I have three databases containing information which might be pertinent. The first database was a MySQL database for an open source system. This has been the easiest of the three, MySQL is well documented and the open source software which used the database is completly documented and diagrammed enabling me to see the data model and produce queries for the data quickly and efficently (well as efficently as you can be when you don't know the RDBMS that well).

Last week I took hold of unknown database backup files and was asked to work out what they were and what data they contained. It turns out they're Microsoft Sql Server backup files (you can tell, it has it written in the file headers). As I know Sql Sever quite well (I say quite to head off comments from a certain Sql Server MVP I know is reading) restoring the database was easy, and the diagram tools contained in the Sql Server management studio made visualising the schema reasonably simple. Unfortunately the software using the database appears to be in house, with no documentation and strange table names like as1, as, as3 etc.; all of which intermingle via foreign keys. This has made it a lot harder to retrieve some of the data related to the main tables; however as it is in house software I can request documentation which must then be produced.

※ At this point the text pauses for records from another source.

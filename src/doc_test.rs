#![allow(clippy::float_cmp)]

use serde_json::json;

use super::*;

// =============================================================
// Helpers
// =============================================================

fn make_shape(kind: ShapeKind, x: f64, y: f64, w: f64, h: f64) -> Shape {
    Shape {
        id: Uuid::new_v4(),
        kind,
        x,
        y,
        width: w,
        height: h,
        name: String::new(),
        visible: true,
        locked: false,
    }
}

fn make_pin(kind: PinKind) -> Pin {
    Pin {
        id: Uuid::new_v4(),
        kind,
        x: 10.0,
        y: 20.0,
        linked_id: "SI-001".into(),
        name: String::new(),
        visible: true,
        locked: false,
    }
}

// =============================================================
// ShapeKind / PinKind
// =============================================================

#[test]
fn shape_kind_serializes_lowercase() {
    assert_eq!(serde_json::to_value(ShapeKind::Cloud).unwrap(), json!("cloud"));
    assert_eq!(serde_json::from_value::<ShapeKind>(json!("ellipse")).unwrap(), ShapeKind::Ellipse);
}

#[test]
fn pin_kind_serializes_lowercase() {
    assert_eq!(serde_json::to_value(PinKind::Safety).unwrap(), json!("safety"));
}

#[test]
fn shape_kind_labels() {
    assert_eq!(ShapeKind::Box.label(), "Box");
    assert_eq!(ShapeKind::Ellipse.label(), "Ellipse");
    assert_eq!(ShapeKind::Cloud.label(), "Cloud");
}

// =============================================================
// Shape
// =============================================================

#[test]
fn shape_rect_roundtrips_through_set_rect() {
    let mut s = make_shape(ShapeKind::Box, 1.0, 2.0, 3.0, 4.0);
    assert_eq!(s.rect(), PctRect::new(1.0, 2.0, 3.0, 4.0));
    s.set_rect(PctRect::new(5.0, 6.0, 7.0, 8.0));
    assert_eq!((s.x, s.y, s.width, s.height), (5.0, 6.0, 7.0, 8.0));
}

#[test]
fn shape_deserialize_defaults_visibility_and_lock() {
    let id = Uuid::new_v4();
    let s: Shape = serde_json::from_value(json!({
        "id": id, "kind": "box", "x": 1.0, "y": 2.0, "width": 3.0, "height": 4.0, "name": "Box 1"
    }))
    .unwrap();
    assert!(s.visible);
    assert!(!s.locked);
}

// =============================================================
// DocStore: snapshots
// =============================================================

#[test]
fn store_new_is_empty() {
    let store = DocStore::new();
    assert!(store.is_empty());
    assert_eq!(store.len(), 0);
}

#[test]
fn store_load_snapshot_replaces_contents() {
    let mut store = DocStore::new();
    store.push_shape(make_shape(ShapeKind::Box, 0.0, 0.0, 1.0, 1.0));
    let fresh = make_shape(ShapeKind::Cloud, 0.0, 0.0, 5.0, 5.0);
    let fresh_id = fresh.id;
    store.load_snapshot(vec![fresh], vec![make_pin(PinKind::Photo)]);
    assert_eq!(store.shapes().len(), 1);
    assert_eq!(store.shapes()[0].id, fresh_id);
    assert_eq!(store.pins().len(), 1);
}

#[test]
fn store_load_snapshot_json_parses_shapes_and_pins() {
    let mut store = DocStore::new();
    let json = json!({
        "shapes": [
            { "id": Uuid::new_v4(), "kind": "ellipse", "x": 10.0, "y": 10.0, "width": 5.0, "height": 5.0, "name": "Ellipse 1" }
        ],
        "pins": [
            { "id": Uuid::new_v4(), "kind": "punch", "x": 50.0, "y": 50.0, "linked_id": "P-7" }
        ]
    })
    .to_string();
    store.load_snapshot_json(&json).unwrap();
    assert_eq!(store.shapes()[0].kind, ShapeKind::Ellipse);
    assert_eq!(store.pins()[0].linked_id, "P-7");
    assert!(store.pins()[0].visible);
}

#[test]
fn store_load_snapshot_json_missing_sections_default_empty() {
    let mut store = DocStore::new();
    store.push_pin(make_pin(PinKind::Photo));
    store.load_snapshot_json("{}").unwrap();
    assert!(store.is_empty());
}

#[test]
fn store_load_snapshot_json_invalid_leaves_store_untouched() {
    let mut store = DocStore::new();
    store.push_shape(make_shape(ShapeKind::Box, 0.0, 0.0, 2.0, 2.0));
    let err = store.load_snapshot_json("{ not json").unwrap_err();
    assert!(matches!(err, DocError::InvalidSnapshot(_)));
    assert!(err.to_string().starts_with("invalid snapshot"));
    assert_eq!(store.shapes().len(), 1);
}

// =============================================================
// DocStore: lookups and mutation
// =============================================================

#[test]
fn store_preserves_insertion_order() {
    let mut store = DocStore::new();
    let a = make_shape(ShapeKind::Box, 0.0, 0.0, 1.0, 1.0);
    let b = make_shape(ShapeKind::Box, 0.0, 0.0, 1.0, 1.0);
    let (id_a, id_b) = (a.id, b.id);
    store.push_shape(a);
    store.push_shape(b);
    let ids: Vec<_> = store.shapes().iter().map(|s| s.id).collect();
    assert_eq!(ids, vec![id_a, id_b]);
}

#[test]
fn store_shape_mut_updates_in_place() {
    let mut store = DocStore::new();
    let s = make_shape(ShapeKind::Box, 0.0, 0.0, 1.0, 1.0);
    let id = s.id;
    store.push_shape(s);
    store.shape_mut(&id).unwrap().x = 42.0;
    assert_eq!(store.shape(&id).unwrap().x, 42.0);
}

#[test]
fn store_missing_lookups_are_none() {
    let mut store = DocStore::new();
    assert!(store.shape(&Uuid::new_v4()).is_none());
    assert!(store.pin_mut(&Uuid::new_v4()).is_none());
}

#[test]
fn store_remove_shapes_counts_removed() {
    let mut store = DocStore::new();
    let a = make_shape(ShapeKind::Box, 0.0, 0.0, 1.0, 1.0);
    let b = make_shape(ShapeKind::Box, 0.0, 0.0, 1.0, 1.0);
    let keep = make_shape(ShapeKind::Cloud, 0.0, 0.0, 1.0, 1.0);
    let ids = vec![a.id, b.id, Uuid::new_v4()];
    let keep_id = keep.id;
    store.push_shape(a);
    store.push_shape(keep);
    store.push_shape(b);
    assert_eq!(store.remove_shapes(&ids), 2);
    assert_eq!(store.shapes().len(), 1);
    assert_eq!(store.shapes()[0].id, keep_id);
}

#[test]
fn store_remove_pin_returns_pin() {
    let mut store = DocStore::new();
    let pin = make_pin(PinKind::Safety);
    let id = pin.id;
    store.push_pin(pin);
    assert_eq!(store.remove_pin(&id).map(|p| p.id), Some(id));
    assert!(store.remove_pin(&id).is_none());
}

#[test]
fn store_clear_empties_everything() {
    let mut store = DocStore::new();
    store.push_shape(make_shape(ShapeKind::Box, 0.0, 0.0, 1.0, 1.0));
    store.push_pin(make_pin(PinKind::Punch));
    assert_eq!(store.len(), 2);
    store.clear();
    assert!(store.is_empty());
}

// =============================================================
// DocStore: default names
// =============================================================

#[test]
fn next_shape_name_counts_per_kind() {
    let mut store = DocStore::new();
    assert_eq!(store.next_shape_name(ShapeKind::Box), "Box 1");
    store.push_shape(make_shape(ShapeKind::Box, 0.0, 0.0, 1.0, 1.0));
    store.push_shape(make_shape(ShapeKind::Cloud, 0.0, 0.0, 1.0, 1.0));
    assert_eq!(store.next_shape_name(ShapeKind::Box), "Box 2");
    assert_eq!(store.next_shape_name(ShapeKind::Cloud), "Cloud 2");
    assert_eq!(store.next_shape_name(ShapeKind::Ellipse), "Ellipse 1");
}

#[test]
fn next_pin_name_counts_per_kind() {
    let mut store = DocStore::new();
    store.push_pin(make_pin(PinKind::Photo));
    assert_eq!(store.next_pin_name(PinKind::Photo), "Photo 2");
    assert_eq!(store.next_pin_name(PinKind::Punch), "Punch 1");
}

This leads me to database number 3. This is a commercial system, the underlying database is Oracle on a unix box and the documentation is the intellectual property of the vendor. The initial problem is restoring the Oracle database onto a PC instance of Oracle. Not knowing Oracle it's been a stiff curve, learning that the restore procedure will attempt to recreate "namespaces" using the original filenames, which are in *nix form and thus dying when on a PC. Strange that such an expensive database won't easily restore cross architecture. Finally having managed the restore I want to view the schema. The lack of tools for Oracle is astounding to me, however I managed to download Toad and get a list of tables. Lo, we're into silly table names again, pr001, pr002, s_pr001, and so on. The schema is impossible for me to grasp so I approach the commercial company. "We'd like to help, but we need permission from the customer who owns the software license". Hardly likely to be granted considering they are the ones being sued. After approximately four weeks of wrangling, begging and eventually getting the lawyers involved I have a schema, a starting point for the extract which I can see taking another full week.

So why do I view open source as a drawback, after all it made my life easier? True, but look at it from the viewpoint of the company being sued. It has taken four weeks so far to get hold of the commerical company's schema, and will probably take another, expensive, billable week to extract the data. My hourly rate on expert work is not cheap. I can easily see this type of search and data mining being written off as too expensive in some circumstances. The open source product took me two days, and everything I needed was on-line. Now, which is more "cover your ass" friendly here? I am sure that someone, somewhere is attempting to market their system as closed and as such it'll be difficult to use the data should you be sued. I don't think we'll see that on slashdot soon.

(The table names I have used have been changed from the actual table names, however the names I have used illustrate the difficulty of the naming schemas actually used).